Klar ist, dass die meisten renommierten Munitionshersteller diese Vorgaben bereits jetzt schon erfüllen. Die TRJ beseitigt aber Zweifel an der Wirksamkeit der eigenen Munition oder stellt eben diese infrage. Womöglich können auch eventuelle Probleme mit verschiedenen Geschossen und deren Tötungswirkung im Nachhinein erklärt werden. Mit Sicherheit sind die Einsatzentfernung und die Wirksamkeit Kaufargumente, die vielleicht den einen oder anderen Munitionshersteller in Zugzwang bringen. Er muss sich wieder mit seinen Klassikern auseinandersetzen und gegebenenfalls nacharbeiten. Für zukünftige Produkte würden nicht mehr nur Masse mit Geschwindigkeit kombiniert, auch die Wirksamkeit müsste geprüft und damit die WGG ermittelt werden.

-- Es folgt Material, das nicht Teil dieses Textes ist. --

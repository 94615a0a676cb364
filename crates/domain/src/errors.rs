use thiserror::Error;

pub type Result<T> = std::result::Result<T, Error>;

/// Configuration errors. Each one is fatal to the binding it was raised for only.
#[derive(Error, Debug, Clone, Eq, PartialEq)]
pub enum Error {
    #[error("No resource defined with name {resource}")]
    MissingResource { resource: String },

    #[error("QueueName not found for function {function}")]
    MissingQueueName { function: String },

    #[error("QueueName not found in resource {resource} for function {function}")]
    MissingQueueNameProperty { resource: String, function: String },

    #[error("Invalid queue ARN: {arn}")]
    InvalidArn { arn: String },

    #[error("Invalid endpoint {endpoint}: {message}")]
    InvalidEndpoint { endpoint: String, message: String },
}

Auch in Sachen Blei-Restwert-Bestimmung haben Kneubuehl, Rottenberger und Ulrich Kling, Beschussamt Ulm, getestet. Ziel war es zu simulieren, wie viel vom Schwermetall an den Wildkörper tatsächlich abgegeben wird. Daraus könnten Schlüsse für ein zukünftiges Bleiminimierungsgebot gezogen werden. Die Aufgabe war allerdings nicht, einen Schwellenwert zu ermitteln, den kann nur der Gesetzgeber definieren. Die Tests zeigten, wie etwa zukünftig mit der Bleiabgabe an den Wildkörper umgegangen wird. Es könnte ein maximal zulässiger Bleianteil festgelegt werden, der beim

Schuss an den Wildkörper abgegeben werden darf. Doch während der Versuche wurde klar, dass bei gebondeten Projektilen die Bleirestmasse um bis zu 18 Prozent streuten, bei klassischen Geschossen um bis zu 4,6 Prozent. Hier besteht also noch weiterer Untersuchungsbedarf. Wichtig wäre, dass die Hersteller die genau enthaltene Bleimenge im Projektil angeben. Ebenso auch bei manchen Kupfer-Geschossen, deren Legierung Blei zugefügt wurde, um das Material besser bearbeiten zu können und geschmeidiger zu machen. Auch diese Munition sollte dann die Schwellenwerte erfüllen.